A Unified Analytic Framework for Prioritization of Non-Coding Variants of Uncertain Significance in Heritable Breast and Ovarian Cancer

Eliseos J Mucaki et al. BMC Med Genomics. .
Free PMC article

Abstract

Background: Sequencing of both healthy and disease singletons yields many novel and low frequency variants of uncertain significance (VUS). Complete gene and genome sequencing by next generation sequencing (NGS) significantly increases the number of VUS detected. While prior studies have emphasized protein coding variants, non-coding sequence variants have also been proven to significantly contribute to high penetrance disorders, such as hereditary breast and ovarian cancer (HBOC). We present a strategy for analyzing different functional classes of non-coding variants based on information theory (IT) and prioritizing patients with large intragenic deletions.

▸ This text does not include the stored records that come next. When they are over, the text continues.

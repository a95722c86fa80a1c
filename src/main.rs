//! Repocrawl main entry point
//!
//! This is the command-line interface for the repocrawl metadata crawler.

use anyhow::Context;
use clap::Parser;
use repocrawl::config::load_config;
use repocrawl::crawler::crawl;
use std::path::PathBuf;
use tracing_subscriber::EnvFilter;

/// Repocrawl: a quota-aware repository metadata crawler
///
/// Pulls repository identifiers from a work queue, fetches metadata through
/// a pool of rate-limited API keys, and persists normalized documents.
#[derive(Parser, Debug)]
#[command(name = "repocrawl")]
#[command(version)]
#[command(about = "A quota-aware repository metadata crawler", long_about = None)]
struct Cli {
    /// Path to TOML configuration file
    #[arg(value_name = "CONFIG")]
    config: PathBuf,

    /// Increase logging verbosity (-v, -vv, -vvv)
    #[arg(short, long, action = clap::ArgAction::Count)]
    verbose: u8,

    /// Suppress non-error output
    #[arg(short, long, conflicts_with = "verbose")]
    quiet: bool,
}

#[tokio::main]
async fn main() -> anyhow::Result<()> {
    let cli = Cli::parse();

    setup_logging(cli.verbose, cli.quiet);

    tracing::info!("Loading configuration from: {}", cli.config.display());
    let config = load_config(&cli.config).context("failed to load configuration")?;

    crawl(config).await.context("crawl failed")
}

/// Sets up the logging/tracing subscriber based on verbosity level
fn setup_logging(verbose: u8, quiet: bool) {
    let filter = if quiet {
        EnvFilter::new("error")
    } else {
        match verbose {
            0 => EnvFilter::new("repocrawl=info,warn"),
            1 => EnvFilter::new("repocrawl=debug,info"),
            2 => EnvFilter::new("repocrawl=trace,debug"),
            _ => EnvFilter::new("trace"),
        }
    };

    tracing_subscriber::fmt()
        .with_env_filter(filter)
        .with_target(false)
        .with_thread_ids(false)
        .with_file(false)
        .init();
}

Methods: We captured and enriched for coding and non-coding variants in genes known to harbor mutations that increase HBOC risk. Custom oligonucleotide baits spanning the complete coding, non-coding, and intergenic regions 10 kb up- and downstream of ATM, BRCA1, BRCA2, CDH1, CHEK2, PALB2, and TP53 were synthesized for solution hybridization enrichment. Unique and divergent repetitive sequences were sequenced in 102 high-risk, anonymized patients without identified mutations in BRCA1/2. Aside from protein coding and copy number changes, IT-based sequence analysis was used to identify and prioritize pathogenic non-coding variants that occurred within sequence elements predicted to be recognized by proteins or protein complexes involved in mRNA splicing, transcription, and untranslated region (UTR) binding and structure. This approach was supplemented by in silico and laboratory analysis of UTR structure.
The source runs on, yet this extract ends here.